Even when my TJ AWD was stock, from a standing start at WOT all upshifts were at the nominal 5800rpm. I've logged my TPS at 80-81% at WOT.
G-ManVRXAWD
25-12-2012, 11:34 AM
Hey WytWun,
I'm just relaying my experience. My car has the 380 motor AND a 3.0 V6 stall converter. The converter spins up to 2400rpm compared to 1500rpm for the 3.5 V6 converter.
Perhaps that also has some factor. Remember, the standard factory reg is conservative and a little more juice seems to be appreciated by the motor!
Have a Good Xmas everyone!
dreggzy
21-02-2013, 12:07 PM
Just a small thread mine. Does anyone else have any experiences with an aftermarket fpr?
dreggzy
13-03-2013, 01:53 PM
Bump for gains?
G-ManVRXAWD
13-03-2013, 09:01 PM
Anyone still paying notice to this thread I want to add my most recent experience with my Sard Adjustable Fuel Pressure Reg ( FPR). First a bit of background. My car is a TL AWD with a 380 motor shoehorned under the bonnet. I noticed torque and kw improvements with my Sard FPR so I concluded that with more fuel there is better performance therefore more fuel = more power etc.
Well, I have recently had my 380 tuned to 98 ron fuel by Merlin of Sydney (David Hinde 0419140226-thouroughly recommend his expertise). The engine was tuned with the factory 3 bar fuel pressure reg. We did the tune on top of Mt Baw Baw as there was a Tarmac Rally under way and David is in demand for Legnums, Evos and WRX's. He does the odd Magna. Anyway, my tune was done hot footing it up a mountain under the most severe level of load an engine be exposed to and David flashed the ecu and fine tuned it taking it to the limits until there was no knock/pinging at all. Previously I had never heard any pinging.
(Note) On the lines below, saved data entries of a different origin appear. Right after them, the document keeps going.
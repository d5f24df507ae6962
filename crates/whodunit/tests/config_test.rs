//! Tests for configuration loading.

use std::collections::HashMap;
use std::time::Duration;
use whodunit::{
    API_KEY_OVERRIDE, ApiConfig, DrainMode, QueueMode, QueueSettings, StorageConfig,
    WhodunitConfig, WhodunitErrorKind,
};

fn write_config(contents: &str) -> (tempfile::TempDir, std::path::PathBuf) {
    let dir = tempfile::tempdir().unwrap();
    let path = dir.path().join("whodunit.toml");
    std::fs::write(&path, contents).unwrap();
    (dir, path)
}

#[test]
fn test_defaults() {
    let config = WhodunitConfig::default();

    assert_eq!(config.api().model(), "gpt-4o-mini");
    assert_eq!(config.api().api_key_env(), "OPENAI_API_KEY");
    assert_eq!(*config.queue().mode(), QueueMode::EventDriven);
    assert_eq!(*config.queue().interval_ms(), 1000);
    assert_eq!(config.storage().database_url(), "whodunit.db");
    assert_eq!(*config.queue_config().drain_mode(), DrainMode::EventDriven);
    assert!(config.queue_config().task_timeout().is_none());
    assert!(config.validate().is_ok());
}

#[test]
fn test_partial_file_keeps_other_defaults() {
    let (_dir, path) = write_config(
        r#"
[api]
model = "local-model"
base_url = "http://localhost:8080/v1/chat/completions"
max_tokens = 2048

[queue]
mode = "polling"
interval_ms = 250
task_timeout_secs = 90
"#,
    );

    let config = WhodunitConfig::load(Some(path.as_path())).unwrap();

    assert_eq!(config.api().model(), "local-model");
    assert_eq!(*config.api().max_tokens(), Some(2048));
    assert_eq!(*config.api().temperature(), Some(0.8));
    assert_eq!(config.storage().database_url(), "whodunit.db");

    let queue = config.queue_config();
    assert_eq!(
        *queue.drain_mode(),
        DrainMode::Polling {
            interval: Duration::from_millis(250)
        }
    );
    assert_eq!(*queue.task_timeout(), Some(Duration::from_secs(90)));
    assert_eq!(*config.generation_settings().max_tokens(), Some(2048));
}

#[test]
fn test_invalid_values_rejected() {
    let (_dir, path) = write_config("[api]\ntemperature = 3.5\n");
    let err = WhodunitConfig::load(Some(path.as_path())).unwrap_err();
    assert!(matches!(err.kind(), WhodunitErrorKind::Config(_)));

    let (_dir, path) = write_config("[queue]\nmode = \"polling\"\ninterval_ms = 0\n");
    assert!(WhodunitConfig::load(Some(path.as_path())).is_err());
}

#[test]
fn test_malformed_toml_is_config_error() {
    let (_dir, path) = write_config("[api\nmodel = ");
    let err = WhodunitConfig::load(Some(path.as_path())).unwrap_err();
    let WhodunitErrorKind::Config(config_err) = err.kind() else {
        panic!("expected a config error, got {err}");
    };
    assert_eq!(config_err.path.as_deref(), Some(path.display().to_string().as_str()));
}

#[test]
fn test_explicit_missing_file_is_error() {
    let dir = tempfile::tempdir().unwrap();
    assert!(WhodunitConfig::load(Some(dir.path().join("absent.toml").as_path())).is_err());
}

#[test]
fn test_api_key_precedence() {
    let api = ApiConfig::builder()
        .api_key_env("MY_KEY")
        .api_key(Some("from-file".to_string()))
        .build()
        .unwrap();
    let config = WhodunitConfig::new(api, QueueSettings::default(), StorageConfig::default());

    let env: HashMap<&str, &str> = [(API_KEY_OVERRIDE, "override"), ("MY_KEY", "from-env")].into();
    let lookup = |name: &str| env.get(name).map(|v| v.to_string());
    assert_eq!(config.resolve_api_key(lookup).unwrap(), "override");

    let env: HashMap<&str, &str> = [("MY_KEY", "from-env")].into();
    let lookup = |name: &str| env.get(name).map(|v| v.to_string());
    assert_eq!(config.resolve_api_key(lookup).unwrap(), "from-file");

    let bare = WhodunitConfig::new(
        ApiConfig::builder().api_key_env("MY_KEY").build().unwrap(),
        QueueSettings::default(),
        StorageConfig::default(),
    );
    assert_eq!(bare.resolve_api_key(lookup).unwrap(), "from-env");
    assert!(bare.resolve_api_key(|_| None).is_err());
}

#[test]
fn test_blank_api_key_sources_fall_through() {
    let bare = WhodunitConfig::new(
        ApiConfig::builder().api_key_env("MY_KEY").build().unwrap(),
        QueueSettings::default(),
        StorageConfig::default(),
    );
    let env: HashMap<&str, &str> = [(API_KEY_OVERRIDE, ""), ("MY_KEY", "sk-from-env")].into();
    let lookup = |name: &str| env.get(name).map(|v| v.to_string());
    assert_eq!(bare.resolve_api_key(lookup).unwrap(), "sk-from-env");

    let blank_file = WhodunitConfig::new(
        ApiConfig::builder()
            .api_key_env("MY_KEY")
            .api_key(Some("  ".to_string()))
            .build()
            .unwrap(),
        QueueSettings::default(),
        StorageConfig::default(),
    );
    assert_eq!(blank_file.resolve_api_key(lookup).unwrap(), "sk-from-env");

    let env: HashMap<&str, &str> = [(API_KEY_OVERRIDE, " "), ("MY_KEY", "")].into();
    let lookup = |name: &str| env.get(name).map(|v| v.to_string());
    assert!(blank_file.resolve_api_key(lookup).is_err());
}
//! Message types for conversation history.

use crate::Role;
use serde::{Deserialize, Serialize};

/// A single text message in a conversation.
///
/// # Examples
///
/// ```
/// use whodunit_core::{Message, Role};
///
/// let message = Message::user("Who killed the colonel?");
///
/// assert_eq!(*message.role(), Role::User);
/// assert_eq!(message.content(), "Who killed the colonel?");
/// ```
#[derive(Debug, Clone, PartialEq, Eq, Serialize, Deserialize, derive_getters::Getters)]
pub struct Message {
    /// The role of the message sender
    role: Role,
    /// The message text
    content: String,
}

impl Message {
    /// Creates a new message with the given role and content.
    pub fn new(role: Role, content: impl Into<String>) -> Self {
        Self {
            role,
            content: content.into(),
        }
    }

    /// Creates a system message.
    pub fn system(content: impl Into<String>) -> Self {
        Self::new(Role::System, content)
    }

    /// Creates a user message.
    pub fn user(content: impl Into<String>) -> Self {
        Self::new(Role::User, content)
    }

    /// Creates an assistant message.
    pub fn assistant(content: impl Into<String>) -> Self {
        Self::new(Role::Assistant, content)
    }
}
//! Error types for the whodunit toolkit.
//!
//! Every error records the source location where it was created. Crate-level
//! errors convert into [`WhodunitError`] so callers can propagate with `?`
//! across crate boundaries.

mod config;
mod database;
mod http;
mod io;
mod json;
mod models;
mod queue;
mod workflow;

pub use config::ConfigError;
pub use database::{DatabaseError, DatabaseErrorKind};
pub use http::HttpError;
pub use io::IoError;
pub use json::JsonError;
pub use models::{ModelsError, ModelsErrorKind};
pub use queue::{QueueError, QueueErrorKind};
pub use workflow::{WorkflowError, WorkflowErrorKind};

/// Every error the toolkit can surface.
#[derive(Debug, Clone, derive_more::From)]
pub enum WhodunitErrorKind {
    /// HTTP transport error
    Http(HttpError),
    /// JSON serialization/deserialization error
    Json(JsonError),
    /// Filesystem error
    Io(IoError),
    /// Configuration error
    Config(ConfigError),
    /// Database error
    Database(DatabaseError),
    /// Completion endpoint error
    Models(ModelsError),
    /// Task queue error
    Queue(QueueError),
    /// Workflow error
    Workflow(WorkflowError),
}

impl std::fmt::Display for WhodunitErrorKind {
    fn fmt(&self, f: &mut std::fmt::Formatter<'_>) -> std::fmt::Result {
        match self {
            WhodunitErrorKind::Http(e) => write!(f, "{}", e),
            WhodunitErrorKind::Json(e) => write!(f, "{}", e),
            WhodunitErrorKind::Io(e) => write!(f, "{}", e),
            WhodunitErrorKind::Config(e) => write!(f, "{}", e),
            WhodunitErrorKind::Database(e) => write!(f, "{}", e),
            WhodunitErrorKind::Models(e) => write!(f, "{}", e),
            WhodunitErrorKind::Queue(e) => write!(f, "{}", e),
            WhodunitErrorKind::Workflow(e) => write!(f, "{}", e),
        }
    }
}

/// Whodunit error with kind discrimination.
///
/// # Examples
///
/// ```
/// use whodunit_error::{HttpError, WhodunitError, WhodunitErrorKind};
///
/// let err: WhodunitError = HttpError::new("timeout").into();
/// assert!(matches!(err.kind(), WhodunitErrorKind::Http(_)));
/// ```
#[derive(Debug, Clone)]
pub struct WhodunitError(Box<WhodunitErrorKind>);

impl WhodunitError {
    /// Create a new error from a kind.
    pub fn new(kind: WhodunitErrorKind) -> Self {
        Self(Box::new(kind))
    }

    /// Get the error kind.
    pub fn kind(&self) -> &WhodunitErrorKind {
        &self.0
    }
}

impl std::fmt::Display for WhodunitError {
    fn fmt(&self, f: &mut std::fmt::Formatter<'_>) -> std::fmt::Result {
        write!(f, "Whodunit Error: {}", self.0)
    }
}

impl std::error::Error for WhodunitError {}

impl<T> From<T> for WhodunitError
where
    T: Into<WhodunitErrorKind>,
{
    fn from(err: T) -> Self {
        Self::new(err.into())
    }
}

/// Result type for whodunit operations.
pub type WhodunitResult<T> = Result<T, WhodunitError>;
//! Command-line argument definitions.

use clap::{Args, Parser, Subcommand};
use std::path::PathBuf;
use whodunit::{CharacterRole, Stage};

/// Ghost-write murder mysteries with a large language model.
#[derive(Parser, Debug)]
#[command(name = "whodunit")]
#[command(about = "Ghost-write murder mysteries with a large language model")]
#[command(version)]
pub struct Cli {
    /// Configuration file (defaults to whodunit.toml when present)
    #[arg(short, long, global = true, env = "WHODUNIT_CONFIG")]
    pub config: Option<PathBuf>,

    /// Novel database, overriding storage.database_url
    #[arg(long, global = true, env = "WHODUNIT_DATABASE_URL")]
    pub database_url: Option<String>,

    /// Emit logs as JSON lines
    #[arg(long, global = true)]
    pub log_json: bool,

    #[command(subcommand)]
    pub command: Commands,
}

#[derive(Subcommand, Debug)]
pub enum Commands {
    /// Write (or resume writing) a mystery from a brief
    Write(WriteArgs),

    /// Compile a finished session into a manuscript
    Compile {
        /// Session file
        #[arg(long, default_value = "whodunit-session.json")]
        session: PathBuf,

        /// Output file
        #[arg(long)]
        out: PathBuf,

        /// Write plain text instead of Markdown
        #[arg(long)]
        plain: bool,
    },

    /// Show how far a session has progressed
    Status {
        /// Session file
        #[arg(long, default_value = "whodunit-session.json")]
        session: PathBuf,
    },

    /// Manage stored novels
    #[command(subcommand)]
    Novel(NovelCommand),

    /// Manage the cast of stored novels
    #[command(subcommand)]
    Character(CharacterCommand),
}

/// Arguments for `whodunit write`.
#[derive(Args, Debug)]
pub struct WriteArgs {
    /// Brief TOML; required unless the session file already exists
    #[arg(long)]
    pub brief: Option<PathBuf>,

    /// Text file of reference notes to attach to the brief
    #[arg(long)]
    pub notes: Option<PathBuf>,

    /// Session file, saved after every stage and resumed when present
    #[arg(long, default_value = "whodunit-session.json")]
    pub session: PathBuf,

    /// Manuscript output (defaults to a file named after the title)
    #[arg(long)]
    pub out: Option<PathBuf>,

    /// Redo this stage and everything after it
    #[arg(long)]
    pub restart_from: Option<Stage>,

    /// Store the novel and its cast in the database when finished
    #[arg(long)]
    pub save: bool,
}

#[derive(Subcommand, Debug)]
pub enum NovelCommand {
    /// Add a novel
    Add {
        /// Title
        #[arg(long)]
        title: String,
        /// Short synopsis
        #[arg(long)]
        synopsis: Option<String>,
    },
    /// List novels
    List,
    /// Show a novel and its cast
    Show {
        /// Novel id
        id: i32,
    },
    /// Replace a novel's title and synopsis
    Update {
        /// Novel id
        id: i32,
        /// New title
        #[arg(long)]
        title: String,
        /// New synopsis
        #[arg(long)]
        synopsis: Option<String>,
    },
    /// Delete a novel and its cast
    Delete {
        /// Novel id
        id: i32,
    },
}

#[derive(Subcommand, Debug)]
pub enum CharacterCommand {
    /// Add a character to a novel
    Add {
        /// Novel id
        #[arg(long)]
        novel: i32,
        /// Character name
        #[arg(long)]
        name: String,
        /// detective, victim, culprit, suspect, witness or sidekick
        #[arg(long, default_value = "suspect")]
        role: CharacterRole,
        /// Short sketch
        #[arg(long)]
        description: Option<String>,
    },
    /// List a novel's cast
    List {
        /// Novel id
        #[arg(long)]
        novel: i32,
    },
    /// Replace a character's fields
    Update {
        /// Character id
        id: i32,
        /// Character name
        #[arg(long)]
        name: String,
        /// Narrative role
        #[arg(long, default_value = "suspect")]
        role: CharacterRole,
        /// Short sketch
        #[arg(long)]
        description: Option<String>,
    },
    /// Delete a character
    Delete {
        /// Character id
        id: i32,
    },
}
pub mod aggregate;
pub mod app;
pub mod args;
pub mod config;
pub mod error;
pub mod keyframes;
pub mod race;
pub mod record;
pub mod render;
pub mod source;
pub mod stats;
pub mod tracks;
pub mod transitions;
pub mod utils;

pub use aggregate::{aggregate, DateBucket};
pub use args::Args;
pub use config::ChartConfig;
pub use error::{RaceError, RaceResult};
pub use keyframes::{compute_keyframes, EntryId, Keyframe, RankEntry};
pub use race::Race;
pub use record::Record;
pub use render::{Frame, FrameSink, Renderer};
pub use source::{JsonSource, RecordSource, SqliteQuery, SqliteSource};
pub use stats::RaceSummary;
pub use tracks::{compute_tracks, Track};
pub use transitions::{compute_next, compute_prev, Transitions};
So I drove it with the factory FPR for a week and thought "now let's see if there is a gain with more fuel pressure". Well, the car did not like the extra fuel pressure at all. There was a loss of torque and it took longer to rev through the range with no noticeable gains in the mid to upper rev range. The low down torque was poor. I drove it with the Sard FPR for a couple of days and noticed it was pinging it's head off under mild load. I tested for this by driving with all the windows open going up a hill with the tippy locked in 3rd with the foot down. The sound was awful so I began dialing the fuel pressure back until it stopped pinging at...3.25 bar! Close enough to factory specs to not worry about the .25 difference. So I took off the Sard FPR and now have it running the stock reg and it's awesome. Running better than it ever has as it's been a couple of weeks so now the ecu is settling in to it's new parameters. Also, the weather here in Melbourne is cooling so now there is even more power on tap!
Why, pre-tune did it run better with more fuel? David suggested it is due to the timing difference of the ecu for its original 3.5V6. The standard motor before the 380 is the 3.5 that runs milder cams and lower compression (9:1). The ecu thinks there is a 3.5 engine despite the 380 engine change and is still running the baseline timing for a 3.5 which he showed me on his laptop is advanced far more than what a 3.8V6 with 10:1 compression can comfortably handle. Most people probably wouldn't notice or care but we are not most people! The extra fuel was being gobbled up but not efficiently and was having a cooling effect that suppressed the knock that was there but barely audible unless one was wearing the 'sonic headset' to hear for knock. So long story short get your car tuned properly for 98ron or even talk to David to run E85 ethanol. E10 is rubbish but E85 will run like a dream but you have to go 30% bigger on the injectors and then have it tuned for E85 exclusively. Not practical ATM.
So there you have people. With the right tune I now have more kw and torque on tap than ever before.
Cheers,
G-Man
dreggzy
14-03-2013, 04:58 AM
Thanks for the info!
G-ManVRXAWD
14-03-2013, 03:12 PM
Hey Dreggzy, hope it is helpful info. Merlin is the Man in the Sydney area and knows Steve Knight very well. They are both in demand in the Evo/WRX scene where peope are racing there cars.
Thanks for the info!
dreggzy
15-03-2013, 05:28 AM
Yeah I know all about Merlin. He is an evo tuning legend.